私の古墳初体験は、小学校の遠足です。松本市の中山古墳群を見学したのですが、小学三年生であった私にも何か感ずるものがあったのでしょう。社会人になってお金と時間の両方が自由になると、各地の古墳を覗くようになりました…との回顧録を始めるつもりはありませんので、ご安心を。
各地に、「石のカラト」や「唐櫃山(からとやま)」の名が付いた古墳があります。「櫃(ひつ)」がどうして「と」になるのだろうと漠然とした疑問はありましたが、それはそれとしてこの歳まで来ました。
何年も前のことですが(調べたら2007年)、新聞のニュースで、岡谷市の唐櫃石(かろうといし)古墳の石室内にあるというヒカリゴケを知りました。毎年思い出しては忘れるというサイクルでしたが、今年は9月過ぎという季節ですが、長雨が続いたので、まだチャンスがあると見学を決行しました。
突然ですが、『ウィキペディア』から〔唐櫃〕を転載しました。
倭櫃に対し、4本または6本の脚のついた櫃は唐櫃(からびつ、かろうど、かろうと)といい、宝物・衣服・文書・武具などの内容物を湿気から守るために用いられてきた。
棺も唐櫃と呼ぶ。ただし本来は「屍櫃」の意味である(屍をカラと呼ぶ現代語例として「なきがら」などがある)。このことから、墓石下の遺骨を納める空間(納骨棺)を、「かろうと」から「カロート」というようになった。
市井の人が編集する“ペディア”なので、たまに“とんでもないこと”が書いてある『ウィキペディア』ですが、手軽に得られる情報として重宝しています。今回は、ネット辞書では見られない「棺も…」を読んで納得しました。
ネットの情報には、「経時で、現状にそぐわないものがある」ことは承知していました。しかし、今回は「標識があるのですぐわかる」にすっかり踊らされて、上の原小学校を左に見る道を、先にどん詰まりが見えるまで(上ってではなく)登ってしまいました。引き返して道を一つずらしましたが、結果は同じです。古墳が山際にあるとわかっていたので、その辺りを見回すと、遺跡などに立つ史跡の標柱が見えました。
ということで、11時過ぎに、ようやく岡谷市指定文化財「唐櫃石古墳」の前に立つことができました。この時間を狙ったのは、ヒカリコケは自身で発光するのではなく外光に反射する、とあったからです。開口部が南面ですから、お昼の時間帯が最適と判断しましたが…。
手前を広くして撮ったのは、周溝(しゅうこう)と、前庭部といっていいのか迷う“参道”とその入口にある大石が珍しい古墳だったからです。
中央自動車道ジャンクションの高架橋なら墳丘全体が入りますが、「やはり諏訪湖でしょう」ということで、墳丘の一部が入る諏訪湖を撮ってみました。
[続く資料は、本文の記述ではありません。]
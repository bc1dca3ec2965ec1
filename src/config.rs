use crate::errors::ConfigError;
use serde::{Deserialize, Serialize};
use std::fs::File;
use std::io::BufReader;
use std::path::Path;

/// Training configuration, usually read from a JSON file and then
/// overridden by command-line flags.
#[derive(Serialize, Deserialize, Debug, Clone, PartialEq)]
pub struct TrainConfig {
    /// Number of hidden states N.
    #[serde(default = "default_states")]
    pub states: usize,
    /// Upper bound on EM rounds.
    #[serde(default = "default_max_epochs")]
    pub max_epochs: usize,
    /// Worker threads; defaults to available parallelism minus one.
    #[serde(default)]
    pub workers: Option<usize>,
    /// Seed for the bootstrap assignment; entropy when absent.
    #[serde(default)]
    pub seed: Option<u64>,
    /// Results allowed to queue for the aggregator; defaults to the worker count.
    #[serde(default)]
    pub channel_capacity: Option<usize>,
}

fn default_states() -> usize {
    2
}

fn default_max_epochs() -> usize {
    20
}

impl Default for TrainConfig {
    fn default() -> Self {
        Self {
            states: default_states(),
            max_epochs: default_max_epochs(),
            workers: None,
            seed: None,
            channel_capacity: None,
        }
    }
}

pub fn load_config(path: &Path) -> Result<TrainConfig, ConfigError> {
    if !path.exists() {
        return Err(ConfigError::NotFound {
            path: path.to_path_buf(),
        });
    }

    let file = File::open(path).map_err(|e| ConfigError::IoError {
        path: path.to_path_buf(),
        source: e,
    })?;
    let reader = BufReader::new(file);

    serde_json::from_reader(reader).map_err(|e| ConfigError::JsonParseError {
        path: path.to_path_buf(),
        source: e,
    })
}
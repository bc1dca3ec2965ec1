//! HMM parameter estimate held as running sufficient statistics.
//!
//! Parameters are never stored directly; `pi`, `a` and `b` are derived from
//! the accumulators on every call. A model is written by exactly one owner
//! while it is being estimated and is only read afterwards.

use crate::instance::Observation;
use crate::multinomial::{multinomial_matrix, Multinomial};
use serde::{Deserialize, Serialize};

/// Expected statistics contributed by one instance (or one hard assignment).
#[derive(Debug, Clone, PartialEq)]
pub struct Statistics {
    /// Posterior state distribution at the first time step.
    pub gamma1: Vec<f64>,
    /// Expected departures from each state.
    pub sum_gamma: Vec<f64>,
    /// Expected transition counts, `sum_xi[i][j]` for i -> j.
    pub sum_xi: Vec<Vec<f64>>,
    /// Posterior-weighted token counts per state and category.
    pub sum_gamma_obs: Vec<Vec<Multinomial>>,
}

impl Statistics {
    pub fn zeros(n: usize, c: usize) -> Self {
        Self {
            gamma1: vec![0.0; n],
            sum_gamma: vec![0.0; n],
            sum_xi: vec![vec![0.0; n]; n],
            sum_gamma_obs: multinomial_matrix(n, c),
        }
    }
}

#[derive(Serialize, Deserialize, Debug, Clone, PartialEq)]
pub struct Model {
    n: usize,
    c: usize,
    pub s1: Vec<f64>,
    pub s1_sum: f64,
    pub sum_gamma: Vec<f64>,
    pub sum_xi: Vec<Vec<f64>>,
    pub sum_gamma_obs: Vec<Vec<Multinomial>>,
}

impl Model {
    /// An empty model with every accumulator at zero.
    pub fn new(n: usize, c: usize) -> Self {
        Self {
            n,
            c,
            s1: vec![0.0; n],
            s1_sum: 0.0,
            sum_gamma: vec![0.0; n],
            sum_xi: vec![vec![0.0; n]; n],
            sum_gamma_obs: multinomial_matrix(n, c),
        }
    }

    /// Number of hidden states.
    pub fn n(&self) -> usize {
        self.n
    }

    /// Number of observation categories.
    pub fn c(&self) -> usize {
        self.c
    }

    /// Initial-state probability. Zero while no sequence has been counted.
    pub fn pi(&self, i: usize) -> f64 {
        if self.s1_sum == 0.0 {
            return 0.0;
        }
        self.s1[i] / self.s1_sum
    }

    /// Transition probability i -> j. Zero for a state with no departures.
    pub fn a(&self, i: usize, j: usize) -> f64 {
        if self.sum_gamma[i] == 0.0 {
            return 0.0;
        }
        self.sum_xi[i][j] / self.sum_gamma[i]
    }

    /// Emission probability of a whole observation from state `i`.
    ///
    /// Categories and tokens are treated as independent: the result is the
    /// product over categories of each token's estimated probability raised
    /// to its multiplicity. Unseen tokens have probability 0.
    pub fn b(&self, i: usize, obs: &Observation) -> f64 {
        let mut p = 1.0;
        for (dist, tokens) in self.sum_gamma_obs[i].iter().zip(obs) {
            for (token, &mult) in tokens {
                if mult == 0 {
                    continue;
                }
                p *= dist.prob(token).powf(f64::from(mult));
                if p == 0.0 {
                    return 0.0;
                }
            }
        }
        p
    }

    /// Folds one contribution into the running totals.
    ///
    /// Not synchronized: concurrent producers must funnel their statistics
    /// through a single caller.
    pub fn update(&mut self, stats: &Statistics) {
        for i in 0..self.n {
            self.s1[i] += stats.gamma1[i];
            self.s1_sum += stats.gamma1[i];
            self.sum_gamma[i] += stats.sum_gamma[i];
            for j in 0..self.n {
                self.sum_xi[i][j] += stats.sum_xi[i][j];
            }
            for c in 0..self.c {
                self.sum_gamma_obs[i][c].merge(&stats.sum_gamma_obs[i][c]);
            }
        }
    }
}

#[cfg(test)]
mod tests {
    use super::*;
    use crate::instance::Tokens;

    fn obs(cats: &[&[(&str, u32)]]) -> Observation {
        cats.iter()
            .map(|pairs| pairs.iter().map(|(k, v)| (k.to_string(), *v)).collect::<Tokens>())
            .collect()
    }

    #[test]
    fn test_new_model_is_zero() {
        let m = Model::new(3, 2);
        assert_eq!(m.n(), 3);
        assert_eq!(m.c(), 2);
        assert_eq!(m.s1_sum, 0.0);
        assert_eq!(m.pi(0), 0.0);
        assert_eq!(m.a(1, 2), 0.0);
        assert!(m.sum_gamma_obs.iter().flatten().all(Multinomial::is_empty));
    }

    #[test]
    fn test_update_and_derived_parameters() {
        let mut m = Model::new(2, 1);
        let mut stats = Statistics::zeros(2, 1);
        stats.gamma1 = vec![0.25, 0.75];
        stats.sum_gamma = vec![2.0, 1.0];
        stats.sum_xi = vec![vec![1.5, 0.5], vec![0.0, 1.0]];
        stats.sum_gamma_obs[0][0].inc("a", 3.0);
        stats.sum_gamma_obs[0][0].inc("b", 1.0);
        stats.sum_gamma_obs[1][0].inc("b", 2.0);

        m.update(&stats);
        m.update(&stats);

        assert_eq!(m.s1, vec![0.5, 1.5]);
        assert_eq!(m.s1_sum, 2.0);
        assert_eq!(m.pi(0), 0.25);
        assert_eq!(m.a(0, 0), 0.75);
        assert_eq!(m.a(1, 1), 1.0);

        let o = obs(&[&[("a", 2), ("b", 1)]]);
        assert!((m.b(0, &o) - 0.75 * 0.75 * 0.25).abs() < 1e-12);
        assert_eq!(m.b(1, &o), 0.0);
    }

    #[test]
    fn test_b_multiplies_across_categories() {
        let mut m = Model::new(1, 2);
        let mut stats = Statistics::zeros(1, 2);
        stats.sum_gamma_obs[0][0].inc("x", 1.0);
        stats.sum_gamma_obs[0][0].inc("y", 1.0);
        stats.sum_gamma_obs[0][1].inc("z", 4.0);
        m.update(&stats);

        let o = obs(&[&[("x", 1)], &[("z", 3)]]);
        assert!((m.b(0, &o) - 0.5).abs() < 1e-12);

        let silent = obs(&[&[], &[]]);
        assert_eq!(m.b(0, &silent), 1.0);
    }

    #[test]
    fn test_b_large_multiplicity_does_not_overflow_exponent() {
        let mut m = Model::new(1, 1);
        let mut stats = Statistics::zeros(1, 1);
        stats.sum_gamma_obs[0][0].inc("x", 1.0);
        stats.sum_gamma_obs[0][0].inc("y", 1.0);
        m.update(&stats);

        let huge = obs(&[&[("x", 1u32 << 31)]]);
        assert_eq!(m.b(0, &huge), 0.0);

        let max = obs(&[&[("x", u32::MAX)]]);
        assert_eq!(m.b(0, &max), 0.0);
    }
}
開口部が湖に向かっているので、今は消えてしまった被葬者ですが、毎日諏訪湖を見下ろしていたことになります(正確には天井か…)。
石室の入口に鉄柵がありますが、羨道(せんどう)がないので、極端に腰をかがめることなく格子の間から写真を撮ることができます。
左の写真は、現地で見た明るさや色の記憶をもとに再現(レタッチ)したものです。このように、ヒカリゴケの存在を知らなければ「コケが生え、赤の彩色が残っている」という程度で終わるのが唐櫃石古墳です。
ヒカリゴケが“光っている”箇所を選んで何枚か撮りましたが、この一枚を「推薦」としました。
ズームアップして、暗い部分のみが撮影範囲になると、「これがヒカリゴケだ!!」という写真になります。石室の入口からは、人間の目ではこのような色に映りませんから、この写真を見て「私も行こう」と過度な期待を持つと、がっかりすることになります。
帰り際に、外光の反射で光るのなら、フラッシュを使ったらどうなるか、と試してみました。その中で、ベンガラが残っている石が写っているものを選びました。
朝日や夕日などでは赤っぽくなると想像できますが、南向きの開口部では暗すぎて難しいかもしれません。
ビクを下げた、私と同年配の男性が上がってきました。すぐ下が自宅だそうで、古墳に関する話を聞くことができました。
「すぐ下にある送電線の鉄塔は60mある」から「大北森林組合の不正」まで続いた四方山話も、お昼のチャイムが聞こえたことでようやく下火になりました。